Por Alex Noguera
Editor /Periodista
¡Cuántas veces le habrá recomendado al hijo mientras le enseñaba a manejar: "Eatropelláke, che ra'y"! Luego, de viejo, cuando la edad le impedía ponerse al volante, le repetía la misma frase. No era una arenga con la que le insuflaba ánimos para avanzar en la vida. No. Se refería a dirigir el vehículo adrede, con alevosía contra el animal que osase pasar por delante de él. Esta regla tenía como blanco principal a los perros, es decir, perro que veía frente a su parabrisas, era un perro que debía ser eliminado.
El porqué de esta orden dada por el padre era "que mucha gente ya murió por tratar de desviar un perro que se cruza. Se pierde el control y te estrellás". Quizá algún conocido suyo tuvo un accidente de estos, lo que lo marcó negativamente para toda la vida.
Otra filosófica reflexión que daba acerca de animales y rutas era que debía medir la velocidad del vehículo cuando divisase un cuadrúpedo suelto. No era lo mismo pasar al lado de un caballo que al de una vaca. La pasividad de esta le permitía al conductor seguir el viaje sin prestarle demasiada atención, ya que los vacunos son lentos y predecibles.
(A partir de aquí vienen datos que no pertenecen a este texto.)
//! Validation layer for inbound ledger requests.
//!
//! Every check here is pure. A request that fails validation never reaches
//! the coordinator, so it never opens a transaction or touches storage.

use rust_decimal::Decimal;
use wallets_shared::types::{PageRequest, pagination::MAX_LIMIT, to_minor_units};

use super::error::LedgerError;
use super::types::{
    DepositRequest, MAX_WALLET_NAME_LEN, OperationType, OperationsFilter, SYSTEM_WALLET,
    TransferRequest,
};

/// A deposit that passed validation.
#[derive(Debug, Clone, PartialEq, Eq)]
pub struct Deposit {
    /// Target wallet.
    pub wallet: String,
    /// Amount in minor units, positive.
    pub amount: i64,
}

/// A transfer that passed validation.
#[derive(Debug, Clone, PartialEq, Eq)]
pub struct Transfer {
    /// Wallet to debit.
    pub from: String,
    /// Wallet to credit, never equal to `from`.
    pub to: String,
    /// Amount in minor units, positive.
    pub amount: i64,
}

/// A history filter that passed validation.
#[derive(Debug, Clone, PartialEq, Eq)]
pub struct OperationsQuery {
    /// Wallet whose entries are returned.
    pub wallet: String,
    /// Only entries of this kind, if set.
    pub operation_type: Option<OperationType>,
    /// Inclusive lower bound, epoch seconds.
    pub start: Option<i64>,
    /// Inclusive upper bound, epoch seconds. Covers the whole second.
    pub end: Option<i64>,
    /// Window applied after ordering.
    pub page: PageRequest,
}

/// Checks a wallet name used to look up an existing wallet.
///
/// # Errors
///
/// Returns `EmptyWalletName` or `WalletNameTooLong`.
pub fn validate_wallet_name(name: &str) -> Result<(), LedgerError> {
    if name.is_empty() {
        return Err(LedgerError::EmptyWalletName);
    }
    if name.chars().count() > MAX_WALLET_NAME_LEN {
        return Err(LedgerError::WalletNameTooLong {
            max: MAX_WALLET_NAME_LEN,
        });
    }
    Ok(())
}

/// Checks the name of a wallet about to be created.
///
/// # Errors
///
/// Returns the errors of [`validate_wallet_name`], or `ReservedWalletName`
/// for the system counterparty name.
pub fn validate_new_wallet_name(name: &str) -> Result<(), LedgerError> {
    validate_wallet_name(name)?;
    if name == SYSTEM_WALLET {
        return Err(LedgerError::ReservedWalletName(name.to_string()));
    }
    Ok(())
}

/// Converts a decimal amount and checks it is positive in minor units.
///
/// Truncation happens first, so `0.009` is rejected.
///
/// # Errors
///
/// Returns `NonPositiveAmount` or `AmountTooLarge`.
pub fn validate_amount(amount: Decimal) -> Result<i64, LedgerError> {
    let units = to_minor_units(amount).ok_or(LedgerError::AmountTooLarge)?;
    if units <= 0 {
        return Err(LedgerError::NonPositiveAmount);
    }
    Ok(units)
}

/// Validates a deposit request.
///
/// # Errors
///
/// Returns a validation error describing the first rejected field.
pub fn validate_deposit(request: &DepositRequest) -> Result<Deposit, LedgerError> {
    validate_wallet_name(&request.wallet)?;
    let amount = validate_amount(request.amount)?;
    Ok(Deposit {
        wallet: request.wallet.clone(),
        amount,
    })
}

/// Validates a transfer request.
///
/// # Errors
///
/// Returns a validation error describing the first rejected field.
pub fn validate_transfer(request: &TransferRequest) -> Result<Transfer, LedgerError> {
    if request.wallet_from.is_empty() {
        return Err(LedgerError::EmptyWalletFrom);
    }
    if request.wallet_to.is_empty() {
        return Err(LedgerError::EmptyWalletTo);
    }
    validate_wallet_name(&request.wallet_from)?;
    validate_wallet_name(&request.wallet_to)?;
    if request.wallet_from == request.wallet_to {
        return Err(LedgerError::SameWallets);
    }
    let amount = validate_amount(request.amount)?;

    Ok(Transfer {
        from: request.wallet_from.clone(),
        to: request.wallet_to.clone(),
        amount,
    })
}

/// Validates a history filter and applies pagination defaults.
///
/// # Errors
///
/// Returns a validation error, or `UnsupportedOperationType` for an unknown
/// `type`.
pub fn validate_filter(filter: &OperationsFilter) -> Result<OperationsQuery, LedgerError> {
    validate_wallet_name(&filter.wallet)?;

    if filter.start_date.is_some_and(|s| s < 0) {
        return Err(LedgerError::NegativeStartDate);
    }
    if filter.end_date.is_some_and(|e| e < 0) {
        return Err(LedgerError::NegativeEndDate);
    }
    if let (Some(start), Some(end)) = (filter.start_date, filter.end_date)
        && start > end
    {
        return Err(LedgerError::InvalidDateRange { start, end });
    }

    let operation_type = filter
        .operation_type
        .as_deref()
        .map(str::parse::<OperationType>)
        .transpose()?;

    let limit = match filter.limit {
        Some(l) => Some(u64::try_from(l).map_err(|_| LedgerError::LimitOutOfRange { max: MAX_LIMIT })?),
        None => None,
    };
    let offset = match filter.offset {
        Some(o) => Some(u64::try_from(o).map_err(|_| LedgerError::NegativeOffset)?),
        None => None,
    };
    let page = PageRequest::bounded(limit, offset)
        .ok_or(LedgerError::LimitOutOfRange { max: MAX_LIMIT })?;

    Ok(OperationsQuery {
        wallet: filter.wallet.clone(),
        operation_type,
        start: filter.start_date,
        end: filter.end_date,
        page,
    })
}

#[cfg(test)]
mod tests {
    use super::*;
    use rstest::rstest;
    use rust_decimal_macros::dec;

    fn transfer(from: &str, to: &str, amount: Decimal) -> TransferRequest {
        TransferRequest {
            wallet_from: from.to_string(),
            wallet_to: to.to_string(),
            amount,
        }
    }

    fn filter(wallet: &str) -> OperationsFilter {
        OperationsFilter {
            wallet: wallet.to_string(),
            ..OperationsFilter::default()
        }
    }

    #[test]
    fn test_wallet_name_rules() {
        assert!(validate_wallet_name("alice").is_ok());
        assert!(matches!(validate_wallet_name(""), Err(LedgerError::EmptyWalletName)));

        let long = "x".repeat(MAX_WALLET_NAME_LEN + 1);
        assert!(matches!(
            validate_wallet_name(&long),
            Err(LedgerError::WalletNameTooLong { max: 255 })
        ));
        assert!(validate_wallet_name(&"x".repeat(MAX_WALLET_NAME_LEN)).is_ok());
    }

    #[test]
    fn test_system_name_is_reserved_for_creation_only() {
        assert!(matches!(
            validate_new_wallet_name("system"),
            Err(LedgerError::ReservedWalletName(_))
        ));
        assert!(validate_wallet_name("system").is_ok());
        assert!(validate_new_wallet_name("System").is_ok());
    }

    #[rstest]
    #[case::whole(dec!(10), 1000)]
    #[case::cents(dec!(0.01), 1)]
    #[case::truncated(dec!(10.999), 1099)]
    fn test_valid_amounts(#[case] amount: Decimal, #[case] expected: i64) {
        assert_eq!(validate_amount(amount).unwrap(), expected);
    }

    #[rstest]
    #[case::zero(dec!(0))]
    #[case::negative(dec!(-5))]
    #[case::below_one_cent(dec!(0.009))]
    fn test_non_positive_amounts(#[case] amount: Decimal) {
        assert!(matches!(validate_amount(amount), Err(LedgerError::NonPositiveAmount)));
    }

    #[test]
    fn test_amount_too_large() {
        assert!(matches!(validate_amount(Decimal::MAX), Err(LedgerError::AmountTooLarge)));
    }

    #[test]
    fn test_validate_deposit() {
        let deposit = validate_deposit(&DepositRequest {
            wallet: "alice".into(),
            amount: dec!(12.34),
        })
        .unwrap();
        assert_eq!(deposit, Deposit { wallet: "alice".into(), amount: 1234 });

        let err = validate_deposit(&DepositRequest {
            wallet: String::new(),
            amount: dec!(1),
        })
        .unwrap_err();
        assert!(matches!(err, LedgerError::EmptyWalletName));
    }

    #[rstest]
    #[case::empty_from("", "b", dec!(1))]
    #[case::empty_to("a", "", dec!(1))]
    #[case::same("a", "a", dec!(1))]
    #[case::zero("a", "b", dec!(0))]
    fn test_transfer_rejections(#[case] from: &str, #[case] to: &str, #[case] amount: Decimal) {
        let err = validate_transfer(&transfer(from, to, amount)).unwrap_err();
        assert!(err.is_validation(), "unexpected error: {err}");
    }

    #[test]
    fn test_transfer_error_order() {
        let err = validate_transfer(&transfer("", "", dec!(0))).unwrap_err();
        assert!(matches!(err, LedgerError::EmptyWalletFrom));

        let err = validate_transfer(&transfer("a", "a", dec!(0))).unwrap_err();
        assert!(matches!(err, LedgerError::SameWallets));
    }

    #[test]
    fn test_validate_transfer() {
        let t = validate_transfer(&transfer("a", "b", dec!(5.5))).unwrap();
        assert_eq!(t, Transfer { from: "a".into(), to: "b".into(), amount: 550 });
    }

    #[test]
    fn test_filter_defaults() {
        let q = validate_filter(&filter("alice")).unwrap();
        assert_eq!(q.wallet, "alice");
        assert_eq!(q.operation_type, None);
        assert_eq!(q.page, PageRequest::default());
    }

    #[test]
    fn test_filter_full() {
        let q = validate_filter(&OperationsFilter {
            wallet: "alice".into(),
            operation_type: Some("withdrawal".into()),
            start_date: Some(100),
            end_date: Some(100),
            limit: Some(1000),
            offset: Some(7),
        })
        .unwrap();
        assert_eq!(q.operation_type, Some(OperationType::Withdrawal));
        assert_eq!((q.start, q.end), (Some(100), Some(100)));
        assert_eq!(q.page, PageRequest { limit: 1000, offset: 7 });
    }

    #[rstest]
    #[case::no_wallet(OperationsFilter::default())]
    #[case::negative_start(OperationsFilter { start_date: Some(-1), ..filter("a") })]
    #[case::negative_end(OperationsFilter { end_date: Some(-1), ..filter("a") })]
    #[case::inverted(OperationsFilter { start_date: Some(10), end_date: Some(9), ..filter("a") })]
    #[case::zero_limit(OperationsFilter { limit: Some(0), ..filter("a") })]
    #[case::negative_limit(OperationsFilter { limit: Some(-3), ..filter("a") })]
    #[case::huge_limit(OperationsFilter { limit: Some(1001), ..filter("a") })]
    #[case::negative_offset(OperationsFilter { offset: Some(-1), ..filter("a") })]
    fn test_filter_rejections(#[case] input: OperationsFilter) {
        let err = validate_filter(&input).unwrap_err();
        assert!(err.is_validation(), "unexpected error: {err}");
    }

    #[test]
    fn test_filter_unknown_type() {
        let err = validate_filter(&OperationsFilter {
            operation_type: Some("refund".into()),
            ..filter("a")
        })
        .unwrap_err();
        assert!(matches!(err, LedgerError::UnsupportedOperationType(t) if t == "refund"));
    }
}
Por el contrario, un caballo es un amasijo de nervios. Cuando uno ve un equino suelto en la ruta, lo absolutamente recomendable es disminuir por completo la velocidad.
Atropellar perros significaba salvar vidas. Por décadas esa orden quedó en el subconsciente del hijo hasta que un día, sin previo aviso, hizo click. Estaba en la sala, sentado ante la pantalla de su PC. Frente a él, sus propios hijos veían la tele. Desde su asiento los controlaba, pues los tenía de frente. Captaba sus movimientos, sabía qué hacían. Hasta quién con una patada "sin querer" había echado el florero.
En eso estaba, cuando un video en Facebook le provocó el click. La imagen mostraba a un hermoso perro de largo y claro pelaje que cruzaba una calle en cámara lenta. El animal era "de familia", bien cuidado, con collar, acicalado, de estampa brillante. La toma principal apenas duraba un par de segundos y mostraba el rostro del animal: estaba feliz, despreocupado, rebosante de vida. Mucha gente debía quererlo, ya que todo él exudaba amor. Casi se diría que su hocico dibujaba una sonrisa. El primer plano del perro se fundió lentamente y sin desaparecer del todo unas palabras adquirieron protagonismo: "No me atropelles, cruzo la calle con la inocencia de un niño de 3 años".
Sentado allí, con la pantalla a centímetros y los hijos en la misma dirección a metros, sintió el golpe en la consciencia. Veía el rostro del perro y el de sus hijos y la felicidad en ambos casos estaba pintada con el mismo pincel. "Con la inocencia de un niño" hizo eco en el fondo de su mente. Con la inocencia de un niño, como la de sus hijos, que jugando hasta habían atropellado el florero.
El click se hizo miedo cuando imaginó a uno de sus hijos cruzando la calle, "con la inocencia de un niño" y se vio él mismo detrás del volante. Nunca lo había visto de esa manera, incluso se burló de esas mujeres que, según había leído en el diario, pegaban calcomanías "No me atropelles" en los vidrios de los autos con el compromiso del conductor de respetar la vida de los animales.
Ahora no reía. No se burlaba. Leía la pantalla. Algo sobre una cuenta bancaria y la pregunta que quedaba flotando le ponía la piel de gallina. ¿Cómo está tu cuenta en el Banco del Amor? El perro era el mejor amigo, por lejos. Cuando algún familiar llegaba a la casa él daba la bienvenida como el reencuentro de dos enamorados; y a pesar de los retos siempre daba amor. Su cuenta en el Banco del Amor estaba rebosante. Era un perro millonario de amor, tanto, que regalaba a todos.
¿Y él? En el trajín diario de las importantes cosas de la vida había olvidado cómo dar una caricia, su cuenta en el Banco del Amor estaba vacía. Cerró los ojos e imaginó a sus amigos. Todos eran pobres en ese banco.
Todos, de alguna manera, tenemos escondidas órdenes en el subconsciente. Indicaciones, consejos heredados directa o indirectamente y no nos damos cuenta hasta que se da el click. Desde groseros piropos, pasando por bromas pesadas, hasta coimas y grandes negociados. A veces, ese despertar nunca se produce y sin querer el saldo de esa cuenta bancaria queda en cero.